In reality there is more to it than meets the eye and we’ve come across plenty who fall into the influencer bracket of grafters who have worked hard to carve out a career authentically promoting their wonderful creative talents.
It’s why at Little Red Rooster we have a particular way of working with influencers and bloggers and why we’re not afraid to collaborate with them for the benefit of our clients – take the recent tie-up between Mad About The House and our radiator brand Bisque. After all, if the stars align then you shouldn’t be scared of dipping your toe in new waters.
However, there are certainly serial social media charlatans more concerned with Botox and bolstering their bank balance by any means necessary, rather than being objective, wise and entertaining disruptors the public can actually look up to – benefitting a brand in the process.
So in a modern climate of increasing attention and interest around issues of sustainability, sexism, race, morality and more, ethical influencers might just be a welcome breath of (naturally sourced) fresh air in the murky world of internet celebrity.
Take model Adwoa Aboah. If she were the sort to boast, she’d no doubt tell you about her 600,000 plus Instagram followers and the fact she has worked for a host of huge fashion houses.
However, she would much rather be known for founding Gurls Talk, a movement encouraging girls and young women to talk about sexism, life challenges and female empowerment. We’re huge fans, not least because these are topics close to our heart.Many forward-thinking brands share the same ethics, and so perhaps would be keen to harness the immense impact ethical influencers can wield… if, and it’s a big if, campaigns are handled respectfully, cleverly and carefully.
Our clients like steel water bottle brand Stay Sixty and Austrian eyewear label neubau are built on values of eco-awareness and sustainability.

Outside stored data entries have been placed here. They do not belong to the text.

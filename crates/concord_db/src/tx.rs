//! Per-operation write transaction.
//!
//! Every lifecycle mutation runs as: claim the contract row, check the rules
//! against what was read, write the new state plus any version and
//! notification rows, commit. The claim is an UPDATE issued before any read,
//! so SQLite hands the transaction its write lock up front and a concurrent
//! operation on the same store waits (up to the busy timeout) instead of
//! acting on a stale read.

use crate::contracts::{row_to_contract, row_to_version, CONTRACT_COLUMNS, VERSION_COLUMNS};
use crate::error::{DbError, Result};
use crate::notifications::row_to_notification;
use crate::types::*;
use chrono::{DateTime, Utc};
use concord_ids::{ContractId, FileRef, NotificationId, VersionId};
use concord_lifecycle::ContractState;
use sqlx::{Row, Sqlite, Transaction};
use tracing::debug;

/// Open write transaction. Dropped without `commit` means rolled back.
pub struct ContractTx {
    tx: Transaction<'static, Sqlite>,
}

impl ContractTx {
    pub(crate) fn new(tx: Transaction<'static, Sqlite>) -> Self {
        Self { tx }
    }

    /// Take the write lock and read the contract. `None` if it doesn't exist.
    pub async fn claim_contract(&mut self, id: ContractId) -> Result<Option<Contract>> {
        let claimed = sqlx::query("UPDATE contracts SET id = id WHERE id = ?")
            .bind(id.get())
            .execute(&mut *self.tx)
            .await?;

        if claimed.rows_affected() == 0 {
            return Ok(None);
        }

        let row = sqlx::query(&format!(
            "SELECT {} FROM contracts WHERE id = ?",
            CONTRACT_COLUMNS
        ))
        .bind(id.get())
        .fetch_one(&mut *self.tx)
        .await?;

        debug!(contract_id = %id, "Contract claimed");
        row_to_contract(&row).map(Some)
    }

    pub async fn insert_contract(
        &mut self,
        new: &NewContract,
        now: DateTime<Utc>,
    ) -> Result<Contract> {
        new.state.check_invariants().map_err(DbError::InvalidState)?;

        let result = sqlx::query(
            r#"
            INSERT INTO contracts (title, file_ref, file_name, sender_id, recipient_id,
                                   status, notes, created_at)
            VALUES (?, ?, ?, ?, ?, ?, ?, ?)
            "#,
        )
        .bind(&new.title)
        .bind(new.file_ref.as_str())
        .bind(&new.file_name)
        .bind(new.state.sender_id.get())
        .bind(new.state.recipient_id.get())
        .bind(new.state.status.as_str())
        .bind(&new.notes)
        .bind(now.timestamp_millis())
        .execute(&mut *self.tx)
        .await?;

        let id = ContractId::new(result.last_insert_rowid());
        self.claim_contract(id)
            .await?
            .ok_or_else(|| DbError::not_found(format!("Contract {} vanished after insert", id)))
    }

    /// Persist lifecycle fields and bump `updated_at`.
    pub async fn save_state(
        &mut self,
        id: ContractId,
        state: &ContractState,
        now: DateTime<Utc>,
    ) -> Result<()> {
        state
            .check_invariants()
            .map_err(|e| DbError::invalid_state(format!("contract {}: {}", id, e)))?;

        let result = sqlx::query(
            r#"
            UPDATE contracts SET
                status = ?,
                sender_approved = ?,
                recipient_approved = ?,
                locked_by_id = ?,
                locked_at = ?,
                signed_at = ?,
                updated_at = ?
            WHERE id = ?
            "#,
        )
        .bind(state.status.as_str())
        .bind(state.sender_approved)
        .bind(state.recipient_approved)
        .bind(state.lock.map(|lock| lock.holder.get()))
        .bind(state.lock.map(|lock| lock.locked_at.timestamp_millis()))
        .bind(state.signed_at.map(|at| at.timestamp_millis()))
        .bind(now.timestamp_millis())
        .bind(id.get())
        .execute(&mut *self.tx)
        .await?;

        if result.rows_affected() == 0 {
            return Err(DbError::not_found(format!("Contract {}", id)));
        }
        Ok(())
    }

    /// Point the contract's head at a new document.
    pub async fn set_head_file(
        &mut self,
        id: ContractId,
        file_ref: &FileRef,
        file_name: &str,
    ) -> Result<()> {
        sqlx::query("UPDATE contracts SET file_ref = ?, file_name = ? WHERE id = ?")
            .bind(file_ref.as_str())
            .bind(file_name)
            .bind(id.get())
            .execute(&mut *self.tx)
            .await?;
        Ok(())
    }

    /// `max(version_number) + 1`, or 1 for a contract without versions.
    pub async fn next_version_number(&mut self, contract_id: ContractId) -> Result<i64> {
        let row = sqlx::query(
            "SELECT COALESCE(MAX(version_number), 0) + 1 AS next FROM contract_versions WHERE contract_id = ?",
        )
        .bind(contract_id.get())
        .fetch_one(&mut *self.tx)
        .await?;

        Ok(row.try_get("next")?)
    }

    /// Append the next version of a contract.
    ///
    /// `change_notes` of `None` is stored as `Version {n} edited`, or
    /// `Initial version` for the first one.
    pub async fn append_version(
        &mut self,
        new: &NewVersion,
        now: DateTime<Utc>,
    ) -> Result<ContractVersion> {
        let number = self.next_version_number(new.contract_id).await?;
        let notes = match &new.change_notes {
            Some(notes) => notes.clone(),
            None if number == 1 => "Initial version".to_string(),
            None => format!("Version {} edited", number),
        };

        let result = sqlx::query(
            r#"
            INSERT INTO contract_versions (contract_id, version_number, file_ref, file_name,
                                           created_by_id, created_at, change_notes)
            VALUES (?, ?, ?, ?, ?, ?, ?)
            "#,
        )
        .bind(new.contract_id.get())
        .bind(number)
        .bind(new.file_ref.as_str())
        .bind(&new.file_name)
        .bind(new.created_by.get())
        .bind(now.timestamp_millis())
        .bind(&notes)
        .execute(&mut *self.tx)
        .await?;

        let id = VersionId::new(result.last_insert_rowid());
        let row = sqlx::query(&format!(
            "SELECT {} FROM contract_versions WHERE id = ?",
            VERSION_COLUMNS
        ))
        .bind(id.get())
        .fetch_one(&mut *self.tx)
        .await?;

        debug!(contract_id = %new.contract_id, version = number, "Version appended");
        row_to_version(&row)
    }

    pub async fn insert_notification(
        &mut self,
        new: &NewNotification,
        now: DateTime<Utc>,
    ) -> Result<Notification> {
        let result = sqlx::query(
            r#"
            INSERT INTO notifications (user_id, contract_id, type, message, is_read, created_at)
            VALUES (?, ?, ?, ?, 0, ?)
            "#,
        )
        .bind(new.user_id.get())
        .bind(new.contract_id.get())
        .bind(new.kind.as_str())
        .bind(&new.message)
        .bind(now.timestamp_millis())
        .execute(&mut *self.tx)
        .await?;

        let id = NotificationId::new(result.last_insert_rowid());
        let row = sqlx::query(
            "SELECT id, user_id, contract_id, type, message, is_read, created_at FROM notifications WHERE id = ?",
        )
        .bind(id.get())
        .fetch_one(&mut *self.tx)
        .await?;

        row_to_notification(&row)
    }

    /// Remove a contract and its versions. Returns every file reference
    /// the removed rows pointed at, so the caller can clean up blobs.
    pub async fn delete_contract(&mut self, id: ContractId) -> Result<Vec<FileRef>> {
        let mut refs = Vec::new();

        let head = sqlx::query("SELECT file_ref FROM contracts WHERE id = ?")
            .bind(id.get())
            .fetch_optional(&mut *self.tx)
            .await?
            .ok_or_else(|| DbError::not_found(format!("Contract {}", id)))?;
        refs.push(head.try_get::<String, _>("file_ref")?);

        let versions = sqlx::query("SELECT file_ref FROM contract_versions WHERE contract_id = ?")
            .bind(id.get())
            .fetch_all(&mut *self.tx)
            .await?;
        for row in &versions {
            refs.push(row.try_get::<String, _>("file_ref")?);
        }

        sqlx::query("DELETE FROM contract_versions WHERE contract_id = ?")
            .bind(id.get())
            .execute(&mut *self.tx)
            .await?;
        sqlx::query("DELETE FROM contracts WHERE id = ?")
            .bind(id.get())
            .execute(&mut *self.tx)
            .await?;

        refs.sort();
        refs.dedup();
        refs.iter()
            .map(|raw| FileRef::parse(raw).map_err(|e| DbError::invalid_state(e.to_string())))
            .collect()
    }

    pub async fn commit(self) -> Result<()> {
        self.tx.commit().await?;
        Ok(())
    }
}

Other clients such as Bang & Olufsen have a clear environmental policy stating it strives to build eco-friendly products.

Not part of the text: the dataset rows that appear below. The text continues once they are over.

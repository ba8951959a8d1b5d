use chrono::{DateTime, Duration, Utc};
use concord_ids::UserId;
use serde::{Deserialize, Serialize};
use std::fmt;
use thiserror::Error;

use crate::error::{LifecycleError, Result};
use crate::status::ContractStatus;

/// Which side of the contract a participant is on.
#[derive(Debug, Clone, Copy, PartialEq, Eq, Hash, Serialize, Deserialize)]
#[serde(rename_all = "lowercase")]
pub enum Role {
    Sender,
    Recipient,
}

impl Role {
    pub fn as_str(&self) -> &'static str {
        match self {
            Role::Sender => "sender",
            Role::Recipient => "recipient",
        }
    }

    pub fn other(&self) -> Role {
        match self {
            Role::Sender => Role::Recipient,
            Role::Recipient => Role::Sender,
        }
    }
}

impl fmt::Display for Role {
    fn fmt(&self, f: &mut fmt::Formatter<'_>) -> fmt::Result {
        write!(f, "{}", self.as_str())
    }
}

/// Contract-scoped actions guarded by the participant check.
#[derive(Debug, Clone, Copy, PartialEq, Eq)]
pub enum Action {
    View,
    Download,
    Lock,
    Edit,
    Approve,
    Deny,
    Sign,
    Delete,
}

impl Action {
    pub fn verb(&self) -> &'static str {
        match self {
            Action::View => "view",
            Action::Download => "download",
            Action::Lock => "lock",
            Action::Edit => "edit",
            Action::Approve => "approve",
            Action::Deny => "deny",
            Action::Sign => "sign",
            Action::Delete => "delete",
        }
    }
}

/// Requested lock operation.
#[derive(Debug, Clone, Copy, PartialEq, Eq, Serialize, Deserialize)]
#[serde(rename_all = "lowercase")]
pub enum LockAction {
    Lock,
    Unlock,
}

impl LockAction {
    pub fn as_str(&self) -> &'static str {
        match self {
            LockAction::Lock => "lock",
            LockAction::Unlock => "unlock",
        }
    }
}

impl fmt::Display for LockAction {
    fn fmt(&self, f: &mut fmt::Formatter<'_>) -> fmt::Result {
        write!(f, "{}", self.as_str())
    }
}

#[derive(Debug, Error, Clone, PartialEq, Eq)]
#[error("Action must be 'lock' or 'unlock', got '{0}'")]
pub struct LockActionParseError(String);

impl std::str::FromStr for LockAction {
    type Err = LockActionParseError;

    fn from_str(s: &str) -> std::result::Result<Self, Self::Err> {
        match s {
            "lock" => Ok(LockAction::Lock),
            "unlock" => Ok(LockAction::Unlock),
            _ => Err(LockActionParseError(s.to_string())),
        }
    }
}

/// Advisory single-holder edit lock.
#[derive(Debug, Clone, Copy, PartialEq, Eq, Serialize, Deserialize)]
pub struct EditLock {
    pub holder: UserId,
    pub locked_at: DateTime<Utc>,
}

impl EditLock {
    /// A lock older than `ttl` no longer excludes anyone.
    pub fn is_expired(&self, now: DateTime<Utc>, ttl: Option<Duration>) -> bool {
        match ttl {
            Some(ttl) => now - self.locked_at >= ttl,
            None => false,
        }
    }
}

/// Lifecycle-relevant fields of a contract.
#[derive(Debug, Clone, PartialEq, Eq, Serialize, Deserialize)]
pub struct ContractState {
    pub sender_id: UserId,
    pub recipient_id: UserId,
    pub status: ContractStatus,
    pub sender_approved: bool,
    pub recipient_approved: bool,
    pub lock: Option<EditLock>,
    pub signed_at: Option<DateTime<Utc>>,
}

impl ContractState {
    /// Fresh state for a newly submitted contract.
    pub fn submitted(sender_id: UserId, recipient_id: UserId) -> Result<Self> {
        if sender_id == recipient_id {
            return Err(LifecycleError::SelfTarget);
        }
        Ok(Self {
            sender_id,
            recipient_id,
            status: ContractStatus::Pending,
            sender_approved: false,
            recipient_approved: false,
            lock: None,
            signed_at: None,
        })
    }

    /// Role of `user`, if they are a participant.
    pub fn role_of(&self, user: UserId) -> Option<Role> {
        if user == self.sender_id {
            Some(Role::Sender)
        } else if user == self.recipient_id {
            Some(Role::Recipient)
        } else {
            None
        }
    }

    pub fn is_participant(&self, user: UserId) -> bool {
        self.role_of(user).is_some()
    }

    /// Participant guard shared by every contract-scoped operation.
    pub fn authorize(&self, user: UserId, action: Action) -> Result<Role> {
        self.role_of(user).ok_or_else(|| {
            LifecycleError::forbidden(format!(
                "Not authorized to {} this contract",
                action.verb()
            ))
        })
    }

    pub fn party(&self, role: Role) -> UserId {
        match role {
            Role::Sender => self.sender_id,
            Role::Recipient => self.recipient_id,
        }
    }

    /// The participant on the other side of `role`.
    pub fn counterparty(&self, role: Role) -> UserId {
        self.party(role.other())
    }

    pub fn approved(&self, role: Role) -> bool {
        match role {
            Role::Sender => self.sender_approved,
            Role::Recipient => self.recipient_approved,
        }
    }

    pub(crate) fn set_approved(&mut self, role: Role, value: bool) {
        match role {
            Role::Sender => self.sender_approved = value,
            Role::Recipient => self.recipient_approved = value,
        }
    }

    pub fn both_approved(&self) -> bool {
        self.sender_approved && self.recipient_approved
    }

    pub fn locked_by(&self) -> Option<UserId> {
        self.lock.map(|lock| lock.holder)
    }

    /// Lock that still excludes others at `now`.
    pub fn active_lock(&self, now: DateTime<Utc>, ttl: Option<Duration>) -> Option<EditLock> {
        self.lock.filter(|lock| !lock.is_expired(now, ttl))
    }

    /// Structural invariants every persisted contract must satisfy.
    pub fn check_invariants(&self) -> std::result::Result<(), String> {
        if self.sender_id == self.recipient_id {
            return Err(format!(
                "sender and recipient are the same user ({})",
                self.sender_id
            ));
        }
        if let Some(holder) = self.locked_by() {
            if !self.is_participant(holder) {
                return Err(format!("lock held by non-participant {}", holder));
            }
        }
        if self.status == ContractStatus::Signed && self.lock.is_some() {
            return Err("signed contract is still locked".to_string());
        }
        if self.status == ContractStatus::Signed && self.signed_at.is_none() {
            return Err("signed contract has no signature time".to_string());
        }
        Ok(())
    }
}

#[cfg(test)]
mod tests {
    use super::*;

    fn alice() -> UserId {
        UserId::new(1)
    }

    fn bob() -> UserId {
        UserId::new(2)
    }

    #[test]
    fn test_submitted_rejects_self_target() {
        let result = ContractState::submitted(alice(), alice());
        assert_eq!(result, Err(LifecycleError::SelfTarget));
    }

    #[test]
    fn test_roles() {
        let state = ContractState::submitted(alice(), bob()).unwrap();
        assert_eq!(state.role_of(alice()), Some(Role::Sender));
        assert_eq!(state.role_of(bob()), Some(Role::Recipient));
        assert_eq!(state.role_of(UserId::new(3)), None);
        assert_eq!(state.counterparty(Role::Sender), bob());
        assert_eq!(state.counterparty(Role::Recipient), alice());
    }

    #[test]
    fn test_authorize_names_action() {
        let state = ContractState::submitted(alice(), bob()).unwrap();
        let err = state.authorize(UserId::new(9), Action::Download).unwrap_err();
        assert_eq!(
            err,
            LifecycleError::Forbidden("Not authorized to download this contract".to_string())
        );
    }

    #[test]
    fn test_lock_expiry() {
        let now = Utc::now();
        let lock = EditLock {
            holder: alice(),
            locked_at: now - Duration::minutes(10),
        };
        assert!(!lock.is_expired(now, None));
        assert!(!lock.is_expired(now, Some(Duration::minutes(30))));
        assert!(lock.is_expired(now, Some(Duration::minutes(5))));
    }

    #[test]
    fn test_lock_action_parse() {
        assert_eq!("lock".parse::<LockAction>().unwrap(), LockAction::Lock);
        assert_eq!("unlock".parse::<LockAction>().unwrap(), LockAction::Unlock);
        assert!("grab".parse::<LockAction>().is_err());
    }

    #[test]
    fn test_invariants_flag_foreign_lock() {
        let mut state = ContractState::submitted(alice(), bob()).unwrap();
        assert!(state.check_invariants().is_ok());
        state.lock = Some(EditLock {
            holder: UserId::new(3),
            locked_at: Utc::now(),
        });
        assert!(state.check_invariants().is_err());
    }
}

A great example of a PR campaign using an ethical influencer comes from UK cosmetics brand Illamasqua. It hired transgender model and activist Munroe Bergdorf as its new face. Bergdorf had been fired by previous employer L’Oreal for comments about race and gender it considered inflammatory.
Damaged goods? Not a bit of it. Illamasqua stepped in and snapped up Bergdorf saying the LBGT champion “represents diversity, and she’s not afraid of who she is”.
A brave move, but an arguably brilliant way of strengthening your brand ethos with a powerful, headline-grabbing statement that ultimately generates coverage and gets people talking.
Elsewhere, US Yoga brand Lululemon recently ran its first campaign targeting men. Rather than reaching out to a male Instagram #fitspiration model, it chose Ibn Ali Miller, an online activist debating masculinity and non-violence.
Another example of ethical influencers in this space includes DeRay McKesson, a key voice for Black Lives Matter and a personality with more than a million followers on Twitter (check out the ice cool handle he can call his own too).
So it’s all about being wiser, more connected, healthier, more ethical, eco aware and socially conscious and these are areas the smartest brands care about – and that’s the point, really. Working closely with a woke influencer can really strengthen a brand, but only if that brand is strong in areas that influencer is promoting otherwise you face a massive PR own goal. There has to be a synergy between the two or it simply won’t work.
It might sound obvious, but before recommending an ethical influencer to a client, we would ask them to consider how much their business would have to change in order for an ethical influencer to agree working with them. That’s what a diligent PR agency would do.